Privileged Users Auditing - Individual group auditing

Additionally, for Microsoft® Windows Active Directory, LDAP Directory Services and IBM System z - zSeries - S/390 target systems, a user criteria selection is available, in order to provide the EPAS administrator with fine-grained control over which groups / organizational units are audited. If one of the available user selection criteria is selected, the EPAS administrator is given the possibility to choose the intended groups in the following step of the job definition process.

• Select any groups that should be included in the password audit.

• Clicking Save will create the audit job with the specified parameters.

Individual User Notification

For IBM Lotus Notes and Microsoft® Windows Active Directory, there is the possibility of sending an email to the recovered accounts in order to inform the users that their password is weak. By activating the option, the EPAS will send notifications to all recovered users, or - if the Filter policy compliant option is enabled in the audit job configuration - to those users who had their password recovered, but did not comply with the selected password policy.

Note

E-mails will be sent only to those user accounts that have a valid mail address defined in the Active Directory database.

Additionally, in order for the users to receive notifications, a valid SMTP server configuration must be configured in the System → Mail Settings area.
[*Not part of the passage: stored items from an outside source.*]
//! `rl` — command surface over the RunLedger experiment catalog.
//!
//! One `record` invocation maps to one session: stage everything passed on
//! the command line, commit once, print the assigned id. `best`, `show` and
//! `list` only read committed data.

use std::collections::BTreeMap;
use std::io::Write;
use std::path::PathBuf;

use anyhow::{anyhow, Context, Result};
use clap::{Args, Parser, Subcommand, ValueEnum};
use runledger_core::{parse_rfc3339_utc, ExperimentRecord, ExperimentSummary, SortOrder};
use runledger_store_sqlite::ExperimentCatalog;

pub mod capture;

use capture::output_sink;

#[derive(Debug, Parser)]
#[command(name = "rl")]
#[command(about = "RunLedger: tidy up your machine learning experiments")]
pub struct Cli {
    #[arg(long, default_value = "./runledger.sqlite3")]
    db: PathBuf,

    #[command(subcommand)]
    command: Command,
}

#[derive(Debug, Subcommand)]
pub enum Command {
    /// Commit one experiment run with its parameters, outputs, scores and
    /// features.
    Record(RecordArgs),
    /// Rank committed experiments by a score label.
    Best(BestArgs),
    /// Look up one committed experiment by id.
    Show(ShowArgs),
    /// List all committed experiments.
    List,
}

#[derive(Debug, Args)]
pub struct RecordArgs {
    #[arg(long)]
    name: String,
    #[arg(long)]
    comment: Option<String>,
    /// RFC 3339 timestamp of the run; defaults to now.
    #[arg(long)]
    recorded_at: Option<String>,
    #[arg(long = "param", value_name = "NAME=VALUE")]
    params: Vec<String>,
    #[arg(long = "output", value_name = "LABEL=PATH")]
    outputs: Vec<String>,
    #[arg(long = "score", value_name = "LABEL=VALUE")]
    scores: Vec<String>,
    #[arg(long = "feature", value_name = "NAME=VALUE")]
    features: Vec<String>,
    /// Also append everything printed to this file.
    #[arg(long)]
    log_file: Option<PathBuf>,
}

#[derive(Debug, Args)]
pub struct BestArgs {
    #[arg(long)]
    score_label: String,
    #[arg(long, value_enum, default_value_t = OrderArg::Max)]
    order: OrderArg,
    #[arg(long)]
    limit: Option<usize>,
    #[arg(long)]
    json: bool,
    /// Also append everything printed to this file.
    #[arg(long)]
    log_file: Option<PathBuf>,
}

#[derive(Debug, Args)]
pub struct ShowArgs {
    #[arg(long)]
    id: i64,
    #[arg(long)]
    json: bool,
}

#[derive(Debug, Clone, Copy, ValueEnum)]
pub enum OrderArg {
    Max,
    Min,
}

impl From<OrderArg> for SortOrder {
    fn from(value: OrderArg) -> Self {
        match value {
            OrderArg::Max => Self::Max,
            OrderArg::Min => Self::Min,
        }
    }
}

pub fn run_cli(cli: Cli) -> Result<()> {
    let mut catalog = ExperimentCatalog::open(&cli.db)?;

    match cli.command {
        Command::Record(args) => run_record(&mut catalog, &args),
        Command::Best(args) => run_best(&catalog, &args),
        Command::Show(args) => run_show(&catalog, &args),
        Command::List => run_list(&catalog),
    }
}

fn run_record(catalog: &mut ExperimentCatalog, args: &RecordArgs) -> Result<()> {
    let recorded_at = args
        .recorded_at
        .as_deref()
        .map(parse_rfc3339_utc)
        .transpose()?;

    let mut session = catalog.begin(&args.name, args.comment.as_deref(), recorded_at)?;
    session.set_parameters(parse_entries(&args.params, "--param")?)?;
    session.set_outputs(parse_entries(&args.outputs, "--output")?)?;
    session.set_scores(parse_entries(&args.scores, "--score")?)?;
    session.set_features(parse_entries(&args.features, "--feature")?)?;
    let experiment_id = session.commit()?;

    let mut out = output_sink(args.log_file.as_deref())?;
    writeln!(out, "{}", serde_json::json!({ "experiment_id": experiment_id }))?;
    Ok(())
}

fn run_best(catalog: &ExperimentCatalog, args: &BestArgs) -> Result<()> {
    let ranked = catalog.best_experiments(&args.score_label, args.order.into(), args.limit)?;

    let mut out = output_sink(args.log_file.as_deref())?;
    if args.json {
        writeln!(out, "{}", serde_json::to_string_pretty(&ranked)?)?;
    } else {
        for (index, record) in ranked.iter().enumerate() {
            let banner = format!("TOP {} EXPERIMENT", index + 1);
            print_record_tables(&mut *out, &banner, record)?;
        }
    }
    Ok(())
}

fn run_show(catalog: &ExperimentCatalog, args: &ShowArgs) -> Result<()> {
    let record = catalog
        .get_experiment(args.id)?
        .ok_or_else(|| anyhow!("no experiment with id {}", args.id))?;

    let mut out = output_sink(None)?;
    if args.json {
        writeln!(out, "{}", serde_json::to_string_pretty(&record)?)?;
    } else {
        let banner = format!("EXPERIMENT {}", args.id);
        print_record_tables(&mut *out, &banner, &record)?;
    }
    Ok(())
}

fn run_list(catalog: &ExperimentCatalog) -> Result<()> {
    let summaries = catalog.list_experiments()?;

    let mut out = output_sink(None)?;
    writeln!(out, "{:<6} {:<22} {:<24} comment", "id", "recorded_at", "name")?;
    writeln!(out, "{}", "-".repeat(78))?;
    for summary in &summaries {
        print_summary_line(&mut *out, summary)?;
    }
    Ok(())
}

fn print_summary_line(out: &mut dyn Write, summary: &ExperimentSummary) -> Result<()> {
    writeln!(
        out,
        "{:<6} {:<22} {:<24} {}",
        summary.experiment_id,
        summary.recorded_at,
        summary.name,
        summary.comment.as_deref().unwrap_or("n/a")
    )?;
    Ok(())
}

fn print_record_tables(out: &mut dyn Write, banner: &str, record: &ExperimentRecord) -> Result<()> {
    writeln!(out, "{}", "═".repeat(banner.chars().count() + 4))?;
    writeln!(out, "│ {banner} │")?;
    writeln!(out, "{}", "═".repeat(banner.chars().count() + 4))?;
    writeln!(
        out,
        "id={} name={} comment={} recorded_at={}",
        record.experiment.experiment_id,
        record.experiment.name,
        record.experiment.comment.as_deref().unwrap_or("n/a"),
        record.experiment.recorded_at
    )?;

    print_text_table(out, "parameters", &record.parameters)?;
    print_text_table(out, "outputs", &record.outputs)?;
    if !record.scores.is_empty() {
        writeln!(out, "scores:")?;
        for (label, value) in &record.scores {
            writeln!(out, "  {label:<28} {value}")?;
        }
    }
    print_text_table(out, "features", &record.features)?;
    writeln!(out)?;
    Ok(())
}

fn print_text_table(
    out: &mut dyn Write,
    title: &str,
    entries: &BTreeMap<String, String>,
) -> Result<()> {
    if entries.is_empty() {
        return Ok(());
    }
    writeln!(out, "{title}:")?;
    for (name, value) in entries {
        writeln!(out, "  {name:<28} {value}")?;
    }
    Ok(())
}

fn parse_entries(raw_entries: &[String], flag: &str) -> Result<Vec<(String, String)>> {
    raw_entries
        .iter()
        .map(|raw| {
            let (name, value) = raw
                .split_once('=')
                .with_context(|| format!("{flag} expects NAME=VALUE, got '{raw}'"))?;
            Ok((name.to_string(), value.to_string()))
        })
        .collect()
}
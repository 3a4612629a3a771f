//! Sensitive-text redaction.
//!
//! Runs after the mandatory audit stage (so the unredacted original is
//! durably logged) and before the reputation guards (so scrubbed text, not
//! raw secrets, is what gets shipped to third-party intel services). The
//! whole text goes to the oracle; classification is its job, not a local
//! pattern match.

use crate::error::Result;
use crate::pipeline::Stage;
use crate::prompt::PromptValue;
use crate::services::{AuditEvent, AuditSink, RedactOracle};
use async_trait::async_trait;
use std::sync::Arc;

const REDACTION_MESSAGE: &str = "Redacted human prompt.";

pub struct RedactStage {
    oracle: Arc<dyn RedactOracle>,
    audit: Option<Arc<dyn AuditSink>>,
}

impl RedactStage {
    pub fn new(oracle: Arc<dyn RedactOracle>, audit: Option<Arc<dyn AuditSink>>) -> Self {
        Self { oracle, audit }
    }
}

#[async_trait]
impl Stage for RedactStage {
    fn name(&self) -> &'static str {
        "redact"
    }

    async fn apply(&self, prompt: PromptValue) -> Result<PromptValue> {
        let text = prompt.latest_human_text()?.to_string();

        let outcome = self.oracle.redact(&text).await?;

        // An oracle reporting zero redactions may omit the rewritten text;
        // fall back to the original rather than blanking the message.
        let rewritten = match outcome.redacted_text.as_deref() {
            Some(redacted) if !redacted.is_empty() => redacted.to_string(),
            _ => text.clone(),
        };

        // Best-effort: only the dedicated audit stage is required to succeed.
        if outcome.count > 0 {
            if let Some(sink) = &self.audit {
                if let Err(err) = sink
                    .log_events(&[AuditEvent::new(REDACTION_MESSAGE, &text, &rewritten)])
                    .await
                {
                    tracing::warn!("Failed to log redaction event: {}", err);
                }
            }
        }

        if rewritten == text {
            return Ok(prompt);
        }

        tracing::info!("Redacted {} span(s) in the latest human message", outcome.count);
        prompt.with_latest_human_text(rewritten)
    }
}
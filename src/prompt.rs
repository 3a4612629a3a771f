use crate::error::{Result, WardenError};
use serde::{Deserialize, Serialize};

/// Role tag on a prompt message.
#[derive(Debug, Clone, Copy, PartialEq, Eq, Serialize, Deserialize)]
#[serde(rename_all = "lowercase")]
pub enum Role {
    Human,
    Assistant,
    System,
}

impl Role {
    /// Role name understood by chat-completions APIs.
    pub fn wire_name(&self) -> &'static str {
        match self {
            Role::Human => "user",
            Role::Assistant => "assistant",
            Role::System => "system",
        }
    }
}

#[derive(Debug, Clone, PartialEq, Eq, Serialize, Deserialize)]
pub struct Message {
    pub role: Role,
    pub content: String,
}

impl Message {
    pub fn new(role: Role, content: impl Into<String>) -> Self {
        Self {
            role,
            content: content.into(),
        }
    }
}

/// The value every pipeline stage consumes and produces: an ordered sequence
/// of role-tagged messages.
///
/// Stages never mutate a `PromptValue` in place. A stage that rewrites text
/// builds a new value with [`PromptValue::with_latest_human_text`]; all other
/// messages are preserved verbatim, and only the latest human message is ever
/// inspected or rewritten.
#[derive(Debug, Clone, PartialEq, Eq, Serialize, Deserialize)]
pub struct PromptValue {
    messages: Vec<Message>,
}

impl PromptValue {
    pub fn new(messages: Vec<Message>) -> Self {
        Self { messages }
    }

    /// A prompt holding a single human message, the shape every CLI
    /// invocation starts from.
    pub fn from_human(text: impl Into<String>) -> Self {
        Self {
            messages: vec![Message::new(Role::Human, text)],
        }
    }

    pub fn messages(&self) -> &[Message] {
        &self.messages
    }

    /// The latest human message. Absence is a caller contract violation,
    /// not a guard failure.
    pub fn latest_human(&self) -> Result<&Message> {
        self.messages
            .iter()
            .rev()
            .find(|message| message.role == Role::Human)
            .ok_or(WardenError::MalformedPrompt)
    }

    pub fn latest_human_text(&self) -> Result<&str> {
        Ok(self.latest_human()?.content.as_str())
    }

    /// A new prompt identical to this one except the latest human message's
    /// text is replaced. Never appends; the message count is unchanged.
    pub fn with_latest_human_text(&self, text: impl Into<String>) -> Result<PromptValue> {
        let index = self
            .messages
            .iter()
            .rposition(|message| message.role == Role::Human)
            .ok_or(WardenError::MalformedPrompt)?;

        let mut messages = self.messages.clone();
        messages[index].content = text.into();
        Ok(PromptValue { messages })
    }
}
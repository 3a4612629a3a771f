use crate::banner;
use serde::Deserialize;
use std::fmt;
use std::fs;

pub const DEFAULT_MODEL: &str = "gpt-4o-mini";
pub const DEFAULT_MODEL_ENDPOINT: &str = "https://api.openai.com/v1";
pub const DEFAULT_TIMEOUT_SECONDS: u64 = 30;

/// An API token that never appears in logs or debug output.
#[derive(Clone)]
pub struct SecretToken(String);

impl SecretToken {
    pub fn new(raw: impl Into<String>) -> Self {
        Self(raw.into())
    }

    pub fn reveal(&self) -> &str {
        &self.0
    }
}

impl fmt::Debug for SecretToken {
    fn fmt(&self, f: &mut fmt::Formatter<'_>) -> fmt::Result {
        // Length only, mirroring what we allow into the logs.
        write!(f, "SecretToken(len={})", self.0.len())
    }
}

impl std::str::FromStr for SecretToken {
    type Err = std::convert::Infallible;

    fn from_str(s: &str) -> Result<Self, Self::Err> {
        Ok(Self::new(s))
    }
}

#[derive(Deserialize, Debug, Default)]
pub struct FileConfig {
    pub service: Option<ServiceSection>,
    pub guards: Option<GuardsSection>,
    pub model: Option<ModelSection>,
}

#[derive(Deserialize, Debug, Default)]
pub struct ServiceSection {
    pub domain: Option<String>,
    pub timeout_seconds: Option<u64>,
}

#[derive(Deserialize, Debug, Default, Clone)]
pub struct GuardsSection {
    pub domain_threshold: Option<u8>,
    pub ip_threshold: Option<u8>,
    pub url_threshold: Option<u8>,
}

#[derive(Deserialize, Debug, Default, Clone)]
pub struct ModelSection {
    pub name: Option<String>,
    pub endpoint: Option<String>,
}

/// Everything pipeline assembly needs, resolved from flags, environment, and
/// `warden.toml`. Immutable once built; shared read-only across invocations.
pub struct WardenSettings {
    pub service_domain: String,
    pub audit_token: SecretToken,
    pub redact_token: SecretToken,
    pub domain_intel_token: SecretToken,
    pub ip_intel_token: SecretToken,
    pub url_intel_token: SecretToken,
    pub domain_threshold: u8,
    pub ip_threshold: u8,
    pub url_threshold: u8,
    pub model: String,
    pub model_endpoint: String,
    pub model_api_key: SecretToken,
    pub timeout_seconds: u64,
}

pub fn load_config() -> FileConfig {
    // The config file lives next to the executable, like the .env file.
    let base_dir = if let Ok(exe_path) = std::env::current_exe() {
        exe_path
            .parent()
            .map(|p| p.to_path_buf())
            .unwrap_or_else(|| std::env::current_dir().unwrap_or_default())
    } else {
        std::env::current_dir().unwrap_or_default()
    };

    let path = base_dir.join("warden.toml");

    if path.exists() {
        match fs::read_to_string(&path) {
            Ok(content) => match toml::from_str::<FileConfig>(&content) {
                Ok(config) => {
                    banner::print_success(&format!("Loaded config from {}", path.display()));
                    return config;
                }
                Err(e) => {
                    banner::print_error(&format!("Failed to parse {}: {}", path.display(), e))
                }
            },
            Err(e) => banner::print_error(&format!("Failed to read {}: {}", path.display(), e)),
        }
    } else {
        tracing::info!("No warden.toml found at {}. Using defaults.", path.display());
    }
    FileConfig::default()
}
The figure below illustrates an example configuration:

• After clicking Save, test the current SMTP configuration by sending a test e-mail to the entered recipient.

The second requirement when sending notification e-mails to users is defined by configuring the e-mail template. The e-mail template can be configured by navigating to the User Configuration tab in the System → Mail Settings page.

• Enter an email subject, this will be the subject of the message sent to all the users.
• Enter an email body. This value will contain the message sent to the user in order to notify the users about a weak / recovered password. The email body field, can contain HTML elements, in order to adapt the email template to any corporate requirements (adding a company logo or other elements from the corporate design). In addition, the email body can contain several "individual fields" - these fields will be replaced by their representation on each notification:
  • $(USERNAME) - will be replaced by the username.
  • $(FULLNAME) - will be replaced by the full name of the user.
  • $(TARGET_NAME) - will be replaced by the target system's name.
  • $(POLICY_STATUS) - will be replaced by the policy compliance status, if a policy was selected.
  • $(SCORE) - will be replaced by the password strength of the recovered account.
  • $(REASON) - will be replaced by the reason why the password was recovered (e.g. SITE_INFO, KNOWN_INFO, DICTIONARY, DICTIONARY_SIM, BRUTE_FORCE, etc.). Additional reasons and their explanation can be found in the section Audit Reports Recovery Reasons.
• Enter any email addresses that should never receive emails from EPAS, in the email blacklist field.
• Save the settings in order to apply the changes.

If the above configuration is correctly performed, each job that is configured to notify users will also contain an Email Notification Status section, in the corresponding report. An example is illustrated below.